What Prime Healthcare does—and does not—foreclose

Importantly, Prime Healthcare does not hold that arbitration can never affect PAGA standing. Nor does it state that arbitrators are categorically barred from deciding issues of standing.

What it rejects is the idea that standing can be eliminated accidentally. If an arbitrator is going to decide the factual predicate of PAGA standing, that decision must be made deliberately, in a posture that authorizes the arbitrator to act as a gatekeeper to State enforcement—not inferred after the fact from overlapping findings.

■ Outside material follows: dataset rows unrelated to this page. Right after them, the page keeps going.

impl Session {
    /// Start a session over an already loaded state.
    pub fn new(
        state: GameState,
        location: LocationId,
        seed: Option<u64>,
        storage: Box<dyn Storage>,
        key: impl Into<String>,
    ) -> Self {
        let (rng, deck_rng): (Box<dyn RandomSource>, Box<dyn RandomSource>) = match seed {
            Some(seed) => (
                Box::new(SeededRandom::new(seed)),
                Box::new(SeededRandom::new(seed ^ DECK_SEED_SALT)),
            ),
            None => (Box::new(ThreadRandom::new()), Box::new(ThreadRandom::new())),
        };
        let location = if location_open(location, &state) {
            location
        } else {
            LocationId::Hangar
        };
        Self {
            state,
            rng,
            deck: ContentDeck::new(deck_rng),
            location,
            storage,
            key: key.into(),
            ticks: 0,
        }
    }

    /// Open the configured save slot and start a session on it.
    pub fn open(config: &RunnerConfig) -> Result<Self, RunnerError> {
        let storage = FileStorage::new(&config.storage.dir);
        let state = load_state(&storage, &config.storage.key);
        info!(
            dir = %storage.dir().display(),
            key = config.storage.key,
            level = state.resources.level,
            "Session opened"
        );
        Ok(Self::new(
            state,
            config.session.start_location()?,
            config.session.seed,
            Box::new(storage),
            config.storage.key.clone(),
        ))
    }

    /// The live state.
    pub const fn state(&self) -> &GameState {
        &self.state
    }

    /// Where the player is.
    pub const fn location(&self) -> LocationId {
        self.location
    }

    /// Ticks run so far.
    pub const fn ticks(&self) -> u64 {
        self.ticks
    }

    /// Advance by `delta_ms`, deal any queued event, and return the
    /// notifications raised since the last tick.
    pub fn tick(&mut self, delta_ms: f64, now_ms: i64) -> Vec<Notification> {
        let mut ctx = EngineContext::new(self.rng.as_mut(), &mut self.deck, now_ms);
        advance(&mut self.state, delta_ms, &mut ctx, self.location);
        self.deck.deal(&mut self.state, now_ms);
        self.ticks = self.ticks.saturating_add(1);
        std::mem::take(&mut self.state.notification_queue)
    }

    /// Run an action. Locked actions are refused without reaching the
    /// engine. Returns the log lines the action wrote, oldest first.
    pub fn act(&mut self, id: &str, payload: &Value, now_ms: i64) -> Vec<String> {
        if !is_action_unlocked(id, &self.state) {
            debug!(action = id, level = self.state.resources.level, "Locked action refused");
            return vec![format!("{id} is not available yet.")];
        }
        let newest = self.state.logs.first().map(|e| e.id.clone());
        let mut ctx = EngineContext::new(self.rng.as_mut(), &mut self.deck, now_ms);
        self.state = process_action(&self.state, id, payload, &mut ctx);
        self.deck.deal(&mut self.state, now_ms);

        let mut lines: Vec<String> = self
            .state
            .logs
            .iter()
            .take_while(|e| Some(&e.id) != newest.as_ref())
            .map(|e| e.text.clone())
            .collect();
        lines.reverse();
        lines
    }

    /// Move to `location` if it is open.
    pub fn travel(&mut self, location: LocationId) -> Result<(), RunnerError> {
        if !location_open(location, &self.state) {
            return Err(RunnerError::Command(format!("the {location} is locked")));
        }
        info!(from = %self.location, to = %location, "Moved");
        self.location = location;
        Ok(())
    }

    /// Replace the state from a transfer string.
    pub fn import(&mut self, blob: &str, now_ms: i64) -> Result<(), RunnerError> {
        let mut state = import_game_data(blob)
            .ok_or_else(|| RunnerError::Command(String::from("not a valid transfer string")))?;
        sanitize_loaded(&mut state, now_ms);
        self.deck.clear();
        if !location_open(self.location, &state) {
            self.location = LocationId::Hangar;
        }
        self.state = state;
        info!(level = self.state.resources.level, "State imported");
        Ok(())
    }

    /// Write the save slot.
    pub fn save(&self) -> Result<(), SaveError> {
        save_state(self.storage.as_ref(), &self.key, &self.state)
    }

    /// One-screen summary of the shift.
    pub fn status(&self) -> String {
        let s = &self.state;
        let r = &s.resources;
        let progress = get_level_progress_info(s);
        let mut out = format!(
            "level {} ({:.0}/{:.0} xp) at the {}\n\
             sanity {:.0}  suspicion {:.0}  focus {:.0}  health {:.0}\n\
             credits {:.0}  alclad {:.1}  rivets {:.0}  scrap {:.1}  kardex {:.0}",
            r.level,
            progress.experience,
            progress.xp_for_next,
            self.location,
            r.sanity,
            r.suspicion,
            r.focus,
            r.health,
            r.credits,
            r.alclad,
            r.rivets,
            r.scrap_metal,
            r.kardex_fragments,
        );
        if let Some(job) = &s.active_job {
            out.push_str(&format!(
                "\njob: {} ({:.0}s left)",
                job.title,
                job.time_left / 1000.0
            ));
        }
        if let Some(event) = &s.active_event {
            out.push_str(&format!("\nevent: {} [{}]", event.title, event.category));
        }
        let queued = self.deck.pending();
        if queued > 0 {
            out.push_str(&format!("\n{queued} more event(s) waiting"));
        }
        let unread = s.unread_mail_count();
        if unread > 0 {
            out.push_str(&format!("\nmail: {unread} unread"));
        }
        out
    }

    /// Carry out one command.
    pub fn execute(&mut self, command: Command, now_ms: i64) -> Result<Reply, RunnerError> {
        let text = match command {
            Command::Action { id, payload } => self.act(&id, &payload, now_ms).join("\n"),
            Command::Go(location) => {
                self.travel(location)?;
                format!("You are in the {location}.")
            }
            Command::Status => self.status(),
            Command::Export => export_game_data(&self.state)?,
            Command::Import(blob) => {
                self.import(&blob, now_ms)?;
                String::from("Imported.")
            }
            Command::Save => {
                self.save()?;
                String::from("Saved.")
            }
            Command::Help => HELP.to_owned(),
            Command::Quit => return Ok(Reply::Quit),
        };
        Ok(Reply::Text(text))
    }
}

#[cfg(test)]
#[allow(clippy::unwrap_used)]
mod tests {
    use nightshift_save::{MemoryStorage, export_game_data_at, load_state_at};
    use serde_json::json;

    use super::*;

    const NOW: i64 = 1_700_000_000_000;

    fn session(state: GameState) -> Session {
        Session::new(
            state,
            LocationId::Hangar,
            Some(7),
            Box::new(MemoryStorage::new()),
            "test",
        )
    }

    #[test]
    fn parses_actions_and_meta_commands() {
        assert_eq!(Command::parse("   ").unwrap(), None);
        assert_eq!(
            Command::parse("PERFORM_HANGAR_TASK {\"task\": \"lube_gear\"}").unwrap(),
            Some(Command::Action {
                id: String::from("PERFORM_HANGAR_TASK"),
                payload: json!({ "task": "lube_gear" }),
            })
        );
        assert_eq!(
            Command::parse("COMPLETE_JOB").unwrap(),
            Some(Command::Action {
                id: String::from("COMPLETE_JOB"),
                payload: Value::Null,
            })
        );
        assert_eq!(
            Command::parse(":go break_room").unwrap(),
            Some(Command::Go(LocationId::BreakRoom))
        );
        assert_eq!(Command::parse(":q").unwrap(), Some(Command::Quit));
        assert!(Command::parse(":go roof").is_err());
        assert!(Command::parse(":import").is_err());
        assert!(Command::parse(":dance").is_err());
        assert!(Command::parse("COMPLETE_JOB {oops").is_err());
    }

    #[test]
    fn locked_actions_never_reach_the_engine() {
        let mut s = session(GameState::default());
        let before = s.state().clone();
        let lines = s.act("FILE_FINAL_REPORT", &Value::Null, NOW);
        assert_eq!(lines, vec![String::from("FILE_FINAL_REPORT is not available yet.")]);
        assert_eq!(s.state(), &before);
    }

    #[test]
    fn locked_locations_are_refused() {
        let mut s = session(GameState::default());
        assert!(s.travel(LocationId::Backshop).is_err());
        assert_eq!(s.location(), LocationId::Hangar);

        let mut state = GameState::default();
        state.resources.level = 4;
        state.flags.backshop_access = true;
        let mut s = session(state);
        s.travel(LocationId::Backshop).unwrap();
        assert_eq!(s.location(), LocationId::Backshop);
    }

    #[test]
    fn travel_agrees_with_the_tab_unlocks() {
        let mut s = session(GameState::default());
        for location in LocationId::ALL {
            let unlocked = is_tab_unlocked(location.as_str(), s.state());
            assert_eq!(s.travel(location).is_ok(), unlocked, "{location}");
        }
        assert!(s.travel(LocationId::Apron).is_err());

        let mut state = GameState::default();
        state.resources.level = 3;
        let mut s = session(state);
        s.travel(LocationId::Apron).unwrap();
        assert_eq!(s.location(), LocationId::Apron);
    }

    #[test]
    fn locked_start_location_falls_back_to_the_hangar() {
        let s = Session::new(
            GameState::default(),
            LocationId::Apron,
            Some(7),
            Box::new(MemoryStorage::new()),
            "test",
        );
        assert_eq!(s.location(), LocationId::Hangar);
    }

    #[test]
    fn ticks_keep_a_job_on_the_board() {
        let mut s = session(GameState::default());
        s.tick(1_000.0, NOW);
        s.tick(1_000.0, NOW + 1_000);
        assert_eq!(s.ticks(), 2);
        assert!(s.state().active_job.is_some());
        assert!(s.state().notification_queue.is_empty());
    }

    #[test]
    fn save_then_reload_through_the_slot() {
        let mut state = GameState::default();
        state.resources.credits = 321.0;
        let s = session(state);
        s.save().unwrap();
        let loaded = load_state_at(s.storage.as_ref(), "test", NOW);
        assert!((loaded.resources.credits - 321.0).abs() < f64::EPSILON);
    }

    #[test]
    fn import_replaces_the_state() {
        let mut other = GameState::default();
        other.resources.level = 4;
        other.flags.is_afraid = true;
        let blob = export_game_data_at(&other, NOW).unwrap();

        let mut s = session(GameState::default());
        let reply = s.execute(Command::Import(blob), NOW).unwrap();
        assert_eq!(reply, Reply::Text(String::from("Imported.")));
        assert_eq!(s.state().resources.level, 4);
        assert!(!s.state().flags.is_afraid);

        assert!(s.execute(Command::Import(String::from("zz")), NOW).is_err());
        assert_eq!(s.execute(Command::Quit, NOW).unwrap(), Reply::Quit);
    }
}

Where an arbitrator is expressly authorized to decide whether an employee suffered a PAGA-qualifying Labor Code violation—such as when an individual PAGA claim is compelled to arbitration and the arbitrator resolves that issue on the merits—the concerns driving Prime Healthcare largely fall away. What the court insists on is clarity, not formalism.

Why this matters for in-house legal teams

For in-house counsel, the lesson is not that arbitration has lost value. It is that PAGA exposure has become a lifecycle issue, not a single procedural moment.

Arbitration outcomes are now read, sometimes years later, through the lens of authority and posture. Legal teams are increasingly asked not just who won, but what was actually decided, and whether the arbitrator was acting in the proper role in making that decision. That is a different kind of risk assessment from the one many employers are accustomed to making.

This also explains why arbitration agreements and arbitration records are receiving renewed attention. Courts are not looking for clever drafting. They are looking for evidence of the authority exercised and the questions actually resolved.

Where this leaves employers

PAGA is not becoming more unpredictable because courts disagree about worker protections. It is becoming more nuanced as courts continue to define where private dispute resolution ends and public enforcement begins.

For now, one takeaway is clear: winning in arbitration is not always the same as ending the case. Courts are increasingly focused on whether arbitration actually resolved the standing-critical question—whether the employee was ever “aggrieved” in the first place.

Understanding that distinction, and how it plays out across forums, is increasingly central to managing PAGA risk.

Disclaimer:
This article is for general informational purposes only and does not constitute legal advice. Legal outcomes depend on specific facts, procedural posture, and evolving case law. Employers should consult experienced counsel regarding their particular circumstances.